# Illustrator CS3 und Grafik Tablet



## Spelmann (15. April 2008)

Ich habe ein Grafiktablet von AIPTEK. Das Zeichnen mit Pinsel und Stift funktioniert soweit. Allerdings reagiert keines der Werkzeuge auf den Stiftdruck.
In Photoshop kann ich in der Werkzeugpalette für die verschiedenen Parameter Sättigung, Scatter, Größe u.s.w. "Pen Pressure" anwählen. In Illustrator finde ich aber keine vergleichbare Einstellung.

Kann mir jemand sagen wie ich in Illustrator die Strichdicke per Stiftdruck variieren lassen kann?
Vielen Dank.


----------



## Dragon_Arch (11. August 2008)

Hi ,                     

Etwas späte Antwort aber google hats mir erst jetzt gezeigt ^^ .

Ich hab auch ein Grafiktablet von AIPTEK , um genau zu sein das Hyper Pen 12000U   und hier läuft alles wunderbar mit Photoshop CS3       .

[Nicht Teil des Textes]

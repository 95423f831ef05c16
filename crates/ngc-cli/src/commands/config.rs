use crate::logger;
use crate::GlobalOpts;
use anyhow::{bail, Context};
use clap::Subcommand;
use colored::*;
use ngc_config::{Config, CONFIG_KEYS};

#[derive(Subcommand, Debug, Clone)]
pub enum ConfigAction {
    /// Print every configured value
    Show,
    /// Print one value
    Get { key: String },
    /// Set a value (`kwargs.<name>` keys take a TOML literal)
    Set { key: String, value: String },
    /// Print the path of the config file
    Path,
}

pub fn handle_config(action: ConfigAction, opts: &GlobalOpts) -> anyhow::Result<()> {
    match action {
        ConfigAction::Show => {
            let config = Config::load().context("Failed to load config")?;
            println!("{}", "Configuration:".bold().green());
            if config.is_empty() {
                if opts.verbosity_level() > 0 {
                    println!("  {}", "(empty)".yellow());
                }
            } else {
                for (key, value) in config.values_iter() {
                    println!("  {}: {}", key.cyan(), value);
                }
            }
        }
        ConfigAction::Get { key } => {
            let config = Config::load().context("Failed to load config")?;
            match config.get(&key) {
                Some(value) => println!("{}", value),
                None => bail!("'{}' is not set", key),
            }
        }
        ConfigAction::Set { key, value } => {
            let mut config = Config::load().context("Failed to load config")?;
            config.set(&key, value.clone()).with_context(|| {
                format!(
                    "Cannot set '{}'. Supported keys: {}, kwargs.<name>",
                    key,
                    CONFIG_KEYS.join(", ")
                )
            })?;
            config.save().context("Failed to save config")?;
            logger::success(&format!("Set {} = {}", key, value));
        }
        ConfigAction::Path => {
            let config_path = Config::path();
            logger::debug(&format!("Reading config from: {}", config_path.display()));
            println!("{}", config_path.display());
        }
    }
    Ok(())
}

- Probier doch mal den treiber neu zu Installieren  !
- ansonsten würde Ich sagen teste es an einem anderen Rechner , ( das läuft auch bestimmt nicht unter allen OS ) 

- letzte möglichkeit wäre Support der Firma ( wird aber vermutlich nichts bringen )



leider hab ich den Illustrator nicht , sonst könnte ich dir da bestimmt weiter helfen.


----------



## Spelmann (11. August 2008)

Hi,
ist noch nicht zu spät für die Antwort
Die Treiber sind neu. Wo sind den bei Illu CS3 die Einstellungen für den Stiftdruck versteckt?


----------



## Zinken (12. August 2008)

Da Illustrator ein Vektor-Programm ist, lässt sich die Strichdicke nicht so einfach per Stiftdruck variieren.
Ein Workaround wurde hier schonmal besprochen: http://www.tutorials.de/forum/vektor-programme/316375-illu-cs-3-pinsel.html


----------